The objective response rate (ORR) at a median follow-up of 8 months was 24.0% in the overall cohort (95% CI, 16.0-33.6). Pembrolizumab treatment yielded a rapid response with a median time to response of 2 months (Range: 0.1—13.4 months).
When patients were stratified according to a combined positive score (CPS) depicting the level of PD-L1 expression on the tumor and surrounding immune cells, 33 patients with CPS <1% had an ORR of 18%; 33 patients with a CPS ≥1% but <10% achieved an ORR of 15%, and 33 patients with CPS ≥10% expression levels achieved an ORR of 37%.
Complete response (CR) was reported for 6 patients and partial response for 17 patients in the overall cohort. Stable disease was reported in 15 patients, and 48 patients experienced progressive disease. Four patients were nonevaluable and 10 patients were not assessed.
The best change in tumor size was -30% from baseline, by RECIST 1.1, Central Review. A decrease in the target lesion was reported for 52% of patients.
“Cisplatin-based chemotherapy is the standard first-line treatment in advanced urothelial cancer but patients with impaired renal function, poor performance status, and comorbidities, such as hearing loss, neuropathy or heart failure are not eligible for this treatment,” explained lead author Arjun Balar, MD, director of the Genitourinary Medical Oncology Program at NYU Langone Medical Center.
“For these patients, a gemcitabine and carboplatin combination is generally used, which is associated with a 36% response rate; however, there is substantial toxicity, and 21% of patients discontinue treatment due to toxicity,” he said.
Balar presented findings on behalf of colleagues from the first 100 patients participating in the KEYNOTE-052 phase II trial of pembrolizumab. To date, this KEYNOTE study has enrolled 375 adult, cisplatin-ineligible patients with pathologically confirmed and measurable urothelial cancer.
Patients were a median age of 75 years (range: 44 to 94). A total of 87 patients had visceral metastases at baseline, and 46% of patients were ECOG performance status (PS) 2/3; 13% of patients had perioperative chemotherapy. Cisplatin ineligibility was due to renal insufficiency in 45% of patients, and ECOG PS 2 plus renal insufficiency in 11% of patients. All patients received pembrolizumab at 200 mg every 3 weeks until progressive disease, unacceptable toxicity, or 24 months of treatment.
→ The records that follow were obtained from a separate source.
//! Authenticated-encryption codec for message payloads.
//!
//! Wire format: ASCII prefix `"enc:"` followed by base64 of
//! `nonce(24) ‖ ciphertext`. A string without the prefix is treated as
//! already-plaintext and returned unchanged by `decrypt` — a deliberate
//! backward-compatibility escape hatch, not silent failure.
//!
//! Cipher: X25519 static-static agreement → HKDF-SHA256 → XChaCha20-Poly1305
//! with a fresh random 192-bit nonce per call. Pure transform over provided
//! key material; no I/O.

use base64::engine::general_purpose::STANDARD as BASE64;
use base64::Engine as _;
use chacha20poly1305::aead::{Aead, KeyInit};
use chacha20poly1305::{Key, XChaCha20Poly1305, XNonce};
use hkdf::Hkdf;
use rand::rngs::OsRng;
use rand::RngCore;
use sha2::Sha256;
use x25519_dalek::{PublicKey, StaticSecret};
use zeroize::Zeroize;

// ── Constants ───────────────────────────────────────────────

/// Sentinel marking an encrypted payload on the wire.
pub const CIPHERTEXT_PREFIX: &str = "enc:";

/// X25519 public/secret key length in bytes.
pub const KEY_LEN: usize = 32;

/// XChaCha20-Poly1305 nonce length in bytes.
pub const NONCE_LEN: usize = 24;

/// HKDF info string binding derived keys to this protocol.
const KDF_INFO: &[u8] = b"courier.box.v1";

// ── Error type ──────────────────────────────────────────────

/// Codec errors. `InvalidKey` is local and never retried; decryption
/// failure is localized to the message that carried the ciphertext.
#[derive(Debug, PartialEq)]
pub enum CodecError {
    /// Public key is not 32 bytes (after stripping a recognized
    /// one-byte 0x00/0x01 format prefix from a 33-byte input).
    InvalidKey(String),
    /// The AEAD primitive produced no output.
    EncryptionFailed,
    /// Authentication failed: tampered data, wrong key, or malformed
    /// nonce/ciphertext.
    DecryptionFailed(String),
}

impl std::fmt::Display for CodecError {
    fn fmt(&self, f: &mut std::fmt::Formatter<'_>) -> std::fmt::Result {
        match self {
            CodecError::InvalidKey(detail) => write!(f, "invalid public key: {}", detail),
            CodecError::EncryptionFailed => write!(f, "encryption produced no output"),
            CodecError::DecryptionFailed(detail) => write!(f, "decryption failed: {}", detail),
        }
    }
}

impl std::error::Error for CodecError {}

// ── Key pair ────────────────────────────────────────────────

/// Local long-term X25519 key pair. Exactly one per installation;
/// the secret key never leaves the process boundary.
#[derive(Clone)]
pub struct KeyPair {
    pub public_key: [u8; KEY_LEN],
    pub secret_key: [u8; KEY_LEN],
}

impl KeyPair {
    /// Base64 of the public key, the form published to the relay.
    pub fn public_key_base64(&self) -> String {
        BASE64.encode(self.public_key)
    }
}

impl Drop for KeyPair {
    fn drop(&mut self) {
        self.secret_key.zeroize();
    }
}

/// Generate a fresh X25519 key pair from OS entropy.
pub fn generate_keypair() -> KeyPair {
    let secret = StaticSecret::random_from_rng(OsRng);
    let public = PublicKey::from(&secret);
    KeyPair {
        public_key: *public.as_bytes(),
        secret_key: secret.to_bytes(),
    }
}

// ── Key normalization ───────────────────────────────────────

/// Normalize a public key to exactly 32 bytes.
///
/// A 33-byte key with a recognized one-byte format prefix (0x00 or 0x01)
/// is stripped to 32; any other length or prefix is `InvalidKey`.
pub fn normalize_public_key(bytes: &[u8]) -> Result<[u8; KEY_LEN], CodecError> {
    match bytes.len() {
        KEY_LEN => {
            let mut key = [0u8; KEY_LEN];
            key.copy_from_slice(bytes);
            Ok(key)
        }
        33 if bytes[0] == 0x00 || bytes[0] == 0x01 => {
            let mut key = [0u8; KEY_LEN];
            key.copy_from_slice(&bytes[1..]);
            Ok(key)
        }
        33 => Err(CodecError::InvalidKey(format!(
            "33 bytes with unrecognized prefix 0x{:02x}",
            bytes[0]
        ))),
        other => Err(CodecError::InvalidKey(format!(
            "{} bytes (expected {})",
            other, KEY_LEN
        ))),
    }
}

// ── Key derivation ──────────────────────────────────────────

/// Derive the symmetric AEAD key from the X25519 shared secret.
/// Symmetric in the two parties: DH(a_sk, b_pk) == DH(b_sk, a_pk).
fn derive_shared_key(remote_public: &[u8; KEY_LEN], local: &KeyPair) -> [u8; KEY_LEN] {
    let secret = StaticSecret::from(local.secret_key);
    let shared = secret.diffie_hellman(&PublicKey::from(*remote_public));
    let hk = Hkdf::<Sha256>::new(None, shared.as_bytes());
    let mut okm = [0u8; KEY_LEN];
    // 32-byte output is always within HKDF-SHA256 bounds.
    hk.expand(KDF_INFO, &mut okm)
        .expect("BUG: HKDF expand to 32 bytes is within bounds");
    okm
}

// ── Encrypt / Decrypt ───────────────────────────────────────

/// Encrypt `plaintext` for `recipient_public_key`, producing the wire
/// string `"enc:" + base64(nonce ‖ ciphertext)`.
pub fn encrypt(
    plaintext: &str,
    recipient_public_key: &[u8],
    local: &KeyPair,
) -> Result<String, CodecError> {
    let remote = normalize_public_key(recipient_public_key)?;
    let mut key = derive_shared_key(&remote, local);

    let mut nonce = [0u8; NONCE_LEN];
    OsRng.fill_bytes(&mut nonce);

    let cipher = XChaCha20Poly1305::new(Key::from_slice(&key));
    let ciphertext = cipher
        .encrypt(XNonce::from_slice(&nonce), plaintext.as_bytes())
        .map_err(|_| CodecError::EncryptionFailed)?;
    key.zeroize();

    if ciphertext.is_empty() {
        return Err(CodecError::EncryptionFailed);
    }

    let mut out = Vec::with_capacity(NONCE_LEN + ciphertext.len());
    out.extend_from_slice(&nonce);
    out.extend_from_slice(&ciphertext);
    Ok(format!("{}{}", CIPHERTEXT_PREFIX, BASE64.encode(&out)))
}

/// Decrypt a wire string produced by `encrypt`.
///
/// A string without the ciphertext prefix is returned unchanged
/// (legacy/plaintext escape hatch).
pub fn decrypt(
    wire: &str,
    sender_public_key: &[u8],
    local: &KeyPair,
) -> Result<String, CodecError> {
    let encoded = match wire.strip_prefix(CIPHERTEXT_PREFIX) {
        Some(rest) => rest,
        None => return Ok(wire.to_string()),
    };

    let remote = normalize_public_key(sender_public_key)?;

    let raw = BASE64
        .decode(encoded)
        .map_err(|e| CodecError::DecryptionFailed(format!("base64: {}", e)))?;
    if raw.len() <= NONCE_LEN {
        return Err(CodecError::DecryptionFailed(format!(
            "payload too short: {} bytes",
            raw.len()
        )));
    }
    let (nonce, ciphertext) = raw.split_at(NONCE_LEN);

    let mut key = derive_shared_key(&remote, local);
    let cipher = XChaCha20Poly1305::new(Key::from_slice(&key));
    let plaintext = cipher
        .decrypt(XNonce::from_slice(nonce), ciphertext)
        .map_err(|_| CodecError::DecryptionFailed("authentication failed".to_string()));
    key.zeroize();

    let plaintext = plaintext?;
    String::from_utf8(plaintext)
        .map_err(|_| CodecError::DecryptionFailed("plaintext is not UTF-8".to_string()))
}

// ── Tests ───────────────────────────────────────────────────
The primary endpoint was RECIST v1.1 confirmed ORR by independent review in all patients and in PD-L1—positive patients by CPS. The secondary objective was the determination of the CPS-high biomarker cut point.
Primary tumor location and metastases affected pembrolizumab activity. Patients with a primary tumor in the upper tract had an ORR of 10%, whereas patients with lower-tract disease had an ORR of 28%. ORR was 40% in 10 patients having lymph node involvement only, compared with an ORR of 21% in 87 patients with visceral disease.
The median duration of response (DOR) has not been reached in the 100 patients (range: 1.4+ to 9.8+ months). The DOR rate ≥6 months was 83% by Kaplan-Meier estimate.
“Pembrolizumab demonstrated antitumor activity in first-line cisplatin-ineligible advanced urothelial cancer and a favorable safety profile in this interim analysis of 100 patients,” Balar said.
The PD-L1 inhibitor was well tolerated, with 67% of patients experiencing a drug-related adverse event (DRAE). The most commonly reported DRAE by 14% of patients was fatigue. A grade 3/4 DRAE occurred in 16% of patients, and 5 patients discontinued therapy due to a DRAE.
“The PD-L1 high cut point was CPS ≥10%; this biomarker cut point will be validated in the remaining study population, but it seems to identify patients most likely to respond well to pembrolizumab.”
Balar added that KEYNOTE-052 is ongoing and pembrolizumab will be further investigated as first-line treatment for advanced urothelial cancer in the phase III KEYNOTE-361 study.
Balar A, Bellmunt J, O’Donnell PH, et al. Pembrolizumab (pembro) as first-line therapy for advanced/unresectable or metastatic urothelial cancer: Preliminary results from the phase II KEYNOTE-052 study. Presented at: 2016 ESMO Congress; October 7-11, 2016; Copenhagen, Denmark. Abstract LBA32.